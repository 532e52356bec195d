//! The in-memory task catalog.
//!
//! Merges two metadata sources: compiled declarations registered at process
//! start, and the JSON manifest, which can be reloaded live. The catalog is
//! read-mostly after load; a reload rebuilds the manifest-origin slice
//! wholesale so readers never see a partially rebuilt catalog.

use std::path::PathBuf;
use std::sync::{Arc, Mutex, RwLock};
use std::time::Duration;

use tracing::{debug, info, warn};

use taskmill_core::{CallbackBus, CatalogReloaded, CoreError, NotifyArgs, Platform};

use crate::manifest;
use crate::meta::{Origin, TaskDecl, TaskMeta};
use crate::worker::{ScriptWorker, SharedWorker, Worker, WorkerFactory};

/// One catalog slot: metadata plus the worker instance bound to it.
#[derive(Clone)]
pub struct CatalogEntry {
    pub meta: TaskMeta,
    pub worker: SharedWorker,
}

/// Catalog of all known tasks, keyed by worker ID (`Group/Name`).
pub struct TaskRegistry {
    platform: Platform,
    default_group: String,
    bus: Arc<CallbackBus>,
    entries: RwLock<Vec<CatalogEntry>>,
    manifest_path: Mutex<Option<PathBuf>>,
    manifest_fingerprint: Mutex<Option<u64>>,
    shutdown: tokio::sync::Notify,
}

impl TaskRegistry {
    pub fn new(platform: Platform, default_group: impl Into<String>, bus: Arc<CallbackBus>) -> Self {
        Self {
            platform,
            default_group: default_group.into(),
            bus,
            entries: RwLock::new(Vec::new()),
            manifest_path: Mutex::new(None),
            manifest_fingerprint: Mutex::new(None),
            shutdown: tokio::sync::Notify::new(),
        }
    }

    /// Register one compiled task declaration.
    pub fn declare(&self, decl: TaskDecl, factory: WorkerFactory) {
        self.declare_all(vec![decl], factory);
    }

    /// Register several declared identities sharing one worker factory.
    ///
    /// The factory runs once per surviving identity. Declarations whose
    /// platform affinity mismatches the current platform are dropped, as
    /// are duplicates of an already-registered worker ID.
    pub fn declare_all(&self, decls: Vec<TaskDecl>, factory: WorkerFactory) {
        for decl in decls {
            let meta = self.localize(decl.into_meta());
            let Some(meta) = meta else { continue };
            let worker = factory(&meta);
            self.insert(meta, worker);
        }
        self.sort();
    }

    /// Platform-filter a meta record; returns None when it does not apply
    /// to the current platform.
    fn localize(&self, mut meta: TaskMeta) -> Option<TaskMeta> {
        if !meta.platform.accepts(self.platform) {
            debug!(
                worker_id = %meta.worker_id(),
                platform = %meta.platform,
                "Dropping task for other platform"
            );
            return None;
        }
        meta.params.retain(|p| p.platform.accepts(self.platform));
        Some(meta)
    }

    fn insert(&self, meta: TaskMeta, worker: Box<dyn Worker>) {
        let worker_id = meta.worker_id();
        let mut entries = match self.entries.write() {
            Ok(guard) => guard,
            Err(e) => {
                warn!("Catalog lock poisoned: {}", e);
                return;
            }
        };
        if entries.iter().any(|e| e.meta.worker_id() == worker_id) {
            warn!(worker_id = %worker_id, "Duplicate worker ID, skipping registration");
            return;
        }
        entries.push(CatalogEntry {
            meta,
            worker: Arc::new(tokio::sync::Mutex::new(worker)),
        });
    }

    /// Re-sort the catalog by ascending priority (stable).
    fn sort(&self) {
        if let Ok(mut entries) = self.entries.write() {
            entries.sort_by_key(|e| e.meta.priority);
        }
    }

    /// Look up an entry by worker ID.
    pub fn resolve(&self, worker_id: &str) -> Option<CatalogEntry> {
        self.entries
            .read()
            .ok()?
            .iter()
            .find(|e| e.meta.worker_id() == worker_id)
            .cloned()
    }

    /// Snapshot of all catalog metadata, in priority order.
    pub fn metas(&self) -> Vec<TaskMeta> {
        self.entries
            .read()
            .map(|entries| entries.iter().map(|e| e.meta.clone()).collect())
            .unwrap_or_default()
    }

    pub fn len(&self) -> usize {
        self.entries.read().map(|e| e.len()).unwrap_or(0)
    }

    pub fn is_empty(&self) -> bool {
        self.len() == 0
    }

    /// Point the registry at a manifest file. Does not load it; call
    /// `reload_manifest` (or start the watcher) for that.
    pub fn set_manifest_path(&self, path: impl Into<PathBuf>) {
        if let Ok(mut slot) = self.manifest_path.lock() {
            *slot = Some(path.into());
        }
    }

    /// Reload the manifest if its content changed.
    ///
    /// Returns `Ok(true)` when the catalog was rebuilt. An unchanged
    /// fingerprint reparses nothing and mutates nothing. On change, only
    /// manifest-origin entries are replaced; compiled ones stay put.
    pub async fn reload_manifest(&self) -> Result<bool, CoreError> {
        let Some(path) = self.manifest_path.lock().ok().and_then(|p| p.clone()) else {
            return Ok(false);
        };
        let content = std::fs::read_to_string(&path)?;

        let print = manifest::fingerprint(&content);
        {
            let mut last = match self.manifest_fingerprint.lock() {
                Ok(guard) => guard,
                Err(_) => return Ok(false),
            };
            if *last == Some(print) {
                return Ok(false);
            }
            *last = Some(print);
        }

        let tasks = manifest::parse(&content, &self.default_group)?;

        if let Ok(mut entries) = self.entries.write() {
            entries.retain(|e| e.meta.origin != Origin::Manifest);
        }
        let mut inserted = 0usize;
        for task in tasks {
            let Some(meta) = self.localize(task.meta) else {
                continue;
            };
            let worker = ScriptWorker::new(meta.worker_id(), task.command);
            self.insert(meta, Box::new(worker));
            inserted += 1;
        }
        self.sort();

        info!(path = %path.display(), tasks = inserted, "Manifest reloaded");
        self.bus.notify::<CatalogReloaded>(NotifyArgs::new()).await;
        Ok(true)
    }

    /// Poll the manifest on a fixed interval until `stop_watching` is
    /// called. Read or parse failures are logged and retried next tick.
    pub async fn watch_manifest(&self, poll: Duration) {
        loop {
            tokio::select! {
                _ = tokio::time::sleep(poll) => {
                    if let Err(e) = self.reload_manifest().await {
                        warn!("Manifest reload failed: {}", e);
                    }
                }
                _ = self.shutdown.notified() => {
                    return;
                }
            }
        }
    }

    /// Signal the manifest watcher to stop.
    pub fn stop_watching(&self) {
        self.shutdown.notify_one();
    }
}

* * * * * * * * *

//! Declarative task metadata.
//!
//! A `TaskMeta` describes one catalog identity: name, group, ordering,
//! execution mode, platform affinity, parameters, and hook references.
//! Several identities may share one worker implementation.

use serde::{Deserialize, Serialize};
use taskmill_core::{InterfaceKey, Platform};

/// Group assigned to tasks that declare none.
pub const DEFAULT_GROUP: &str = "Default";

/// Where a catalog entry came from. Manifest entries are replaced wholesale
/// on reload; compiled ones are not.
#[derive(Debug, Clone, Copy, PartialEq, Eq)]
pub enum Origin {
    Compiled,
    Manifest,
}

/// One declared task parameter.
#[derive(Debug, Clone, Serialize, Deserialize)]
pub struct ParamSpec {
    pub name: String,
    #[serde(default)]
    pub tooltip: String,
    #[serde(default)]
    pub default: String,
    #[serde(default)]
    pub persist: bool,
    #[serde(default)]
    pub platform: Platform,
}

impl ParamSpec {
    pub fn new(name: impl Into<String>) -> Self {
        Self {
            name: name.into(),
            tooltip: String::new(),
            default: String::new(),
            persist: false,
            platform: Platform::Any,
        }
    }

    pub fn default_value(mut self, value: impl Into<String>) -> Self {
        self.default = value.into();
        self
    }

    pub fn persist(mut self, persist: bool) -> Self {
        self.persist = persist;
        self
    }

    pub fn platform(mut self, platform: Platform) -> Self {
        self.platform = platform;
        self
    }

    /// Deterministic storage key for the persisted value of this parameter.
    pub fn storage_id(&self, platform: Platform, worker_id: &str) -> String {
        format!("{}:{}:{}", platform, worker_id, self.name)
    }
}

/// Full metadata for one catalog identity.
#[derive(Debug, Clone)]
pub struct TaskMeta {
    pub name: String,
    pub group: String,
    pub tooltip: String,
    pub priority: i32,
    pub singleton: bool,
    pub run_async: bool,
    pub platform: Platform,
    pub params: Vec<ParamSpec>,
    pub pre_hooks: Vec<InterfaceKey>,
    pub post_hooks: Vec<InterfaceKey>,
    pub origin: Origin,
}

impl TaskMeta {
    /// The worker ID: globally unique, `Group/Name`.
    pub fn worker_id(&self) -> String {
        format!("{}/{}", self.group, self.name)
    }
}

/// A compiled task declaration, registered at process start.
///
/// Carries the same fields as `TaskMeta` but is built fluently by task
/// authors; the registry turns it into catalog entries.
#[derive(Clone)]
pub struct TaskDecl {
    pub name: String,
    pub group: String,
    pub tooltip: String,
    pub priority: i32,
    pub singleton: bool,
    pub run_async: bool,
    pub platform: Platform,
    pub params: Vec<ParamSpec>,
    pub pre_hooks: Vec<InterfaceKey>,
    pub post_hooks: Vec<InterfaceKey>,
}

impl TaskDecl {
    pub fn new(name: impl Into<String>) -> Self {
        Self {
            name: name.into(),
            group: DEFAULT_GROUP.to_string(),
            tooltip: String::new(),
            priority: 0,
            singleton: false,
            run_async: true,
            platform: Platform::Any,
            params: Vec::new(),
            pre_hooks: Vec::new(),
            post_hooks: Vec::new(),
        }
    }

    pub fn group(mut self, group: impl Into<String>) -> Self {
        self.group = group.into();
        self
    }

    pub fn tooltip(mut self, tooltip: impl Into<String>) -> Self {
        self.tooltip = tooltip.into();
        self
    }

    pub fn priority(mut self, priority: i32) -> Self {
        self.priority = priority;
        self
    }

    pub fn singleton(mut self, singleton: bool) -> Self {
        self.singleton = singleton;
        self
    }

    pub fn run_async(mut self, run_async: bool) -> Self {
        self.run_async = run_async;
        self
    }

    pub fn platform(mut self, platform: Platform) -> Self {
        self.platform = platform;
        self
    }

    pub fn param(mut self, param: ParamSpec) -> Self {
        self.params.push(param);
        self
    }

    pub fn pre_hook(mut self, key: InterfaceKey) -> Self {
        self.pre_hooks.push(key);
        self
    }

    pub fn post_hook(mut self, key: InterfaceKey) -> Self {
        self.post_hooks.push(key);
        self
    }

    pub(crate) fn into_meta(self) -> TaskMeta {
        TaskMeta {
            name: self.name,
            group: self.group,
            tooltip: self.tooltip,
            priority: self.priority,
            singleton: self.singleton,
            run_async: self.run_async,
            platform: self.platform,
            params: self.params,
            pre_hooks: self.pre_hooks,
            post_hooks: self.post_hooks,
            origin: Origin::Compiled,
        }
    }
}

* * * * * * * * *

» **Aim of the task**: Copy out each line of the records above that includes "inserted".

» **Your solution**:
        let mut inserted = 0usize;
            inserted += 1;
        info!(path = %path.display(), tasks = inserted, "Manifest reloaded");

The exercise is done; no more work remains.